Harper doesn’t have traditional, high-velocity strikeout stuff—his fastball is low 90s—but he does possess a plus pitch in his curveball. He’s described in scouting reports as having a fastball, curve, and slider, but Harper told me he actually considers himself to have a fastball and three different curveballs, thrown at three different speeds: one high 80s, one low to mid 80s, and one high 70s. Harper also has a relatively unconventional wind; here’s a slo-mo version of his last out, a called strike three, from yesterday’s game against Round Rock (apologies for video quality, I shot this on my phone):
Harper keeps his body turned away from the plate with his arm tucked behind him until the very last moment.
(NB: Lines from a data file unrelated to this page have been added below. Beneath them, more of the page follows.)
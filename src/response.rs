//! Completion response, usage, and cost breakdown.

use serde::{Deserialize, Serialize};

/// Neutral finish reason translated from the provider's native terms.
#[derive(Debug, Clone, Copy, PartialEq, Eq, Serialize, Deserialize)]
#[serde(rename_all = "snake_case")]
pub enum FinishReason {
    Stop,
    MaxTokens,
    Error,
    Cancelled,
}

/// Token usage for a single request. `total` is always `input + output`.
#[derive(Debug, Clone, Copy, Default, Serialize, Deserialize)]
pub struct Usage {
    pub input: u32,
    pub output: u32,
    pub total: u32,
}

impl Usage {
    pub fn new(input: u32, output: u32) -> Self {
        Self {
            input,
            output,
            total: input + output,
        }
    }
}

/// USD cost breakdown. `total` is always `input + output`.
#[derive(Debug, Clone, Copy, Default, Serialize, Deserialize)]
pub struct CostBreakdown {
    pub input: f64,
    pub output: f64,
    pub total: f64,
}

impl CostBreakdown {
    pub fn new(input: f64, output: f64) -> Self {
        Self {
            input,
            output,
            total: input + output,
        }
    }

    pub const CURRENCY: &'static str = "USD";
}

/// Non-wire-affecting facts about how the response was produced.
#[derive(Debug, Clone, Default, Serialize, Deserialize)]
pub struct ResponseMetadata {
    #[serde(default)]
    pub cached: bool,
    #[serde(default)]
    pub fallback_used: bool,
    pub fallback_reason: Option<String>,
    #[serde(default)]
    pub retry_count: u32,
}

/// The result of a completed (non-streaming) or fully-drained (streaming) request.
#[derive(Debug, Clone, Serialize, Deserialize)]
pub struct CompletionResponse {
    pub content: String,
    pub model: String,
    pub provider: String,
    pub usage: Usage,
    pub cost: CostBreakdown,
    pub latency_ms: u64,
    pub finish_reason: FinishReason,
    pub metadata: ResponseMetadata,
}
His arm action is also deceptive thanks to the deep bend in his plant leg as he prepares to release the ball, staying low to the mound throughout his whole motion. It almost looks reminiscent of a sidearm pitcher, but then that right arm shoots up and releases the ball. Here’s what it looks like at speed:
It makes sense that Harper would dominate at the lower minors, where batters face very few pitchers who rely almost exclusively on off-speed offerings. But at Tacoma he’s facing MLB veterans alongside the prospects who have moved up to AAA with him, and still having success. The difference is, at 28, he’s one of the very few in that age range who’s never had a taste of MLB. For his part, Harper is amazingly Zen about the time he’s spent toiling in the minors. “You can’t think about that, you can’t think ahead like that,” he says in his gentle Tennessee accent, “or that will mess up your game. You have to look at each day and do your best that day, help put your team in the best position to win.” The one gift of having spent so long in the minors is Harper knows himself as a pitcher inside and out. He knows his routine and how to be consistent in it, he knows his stuff and how to command it or compensate when he doesn’t have one pitch working for him, and he knows how to get batters out. He will get hit and occasionally will get hit hard, but he will also limit damage, get batters to put the ball in play for his defense, and strike batters out. In a Mariners bullpen that’s struggled with consistency all season, Ryne Harper could bring some much-needed stability.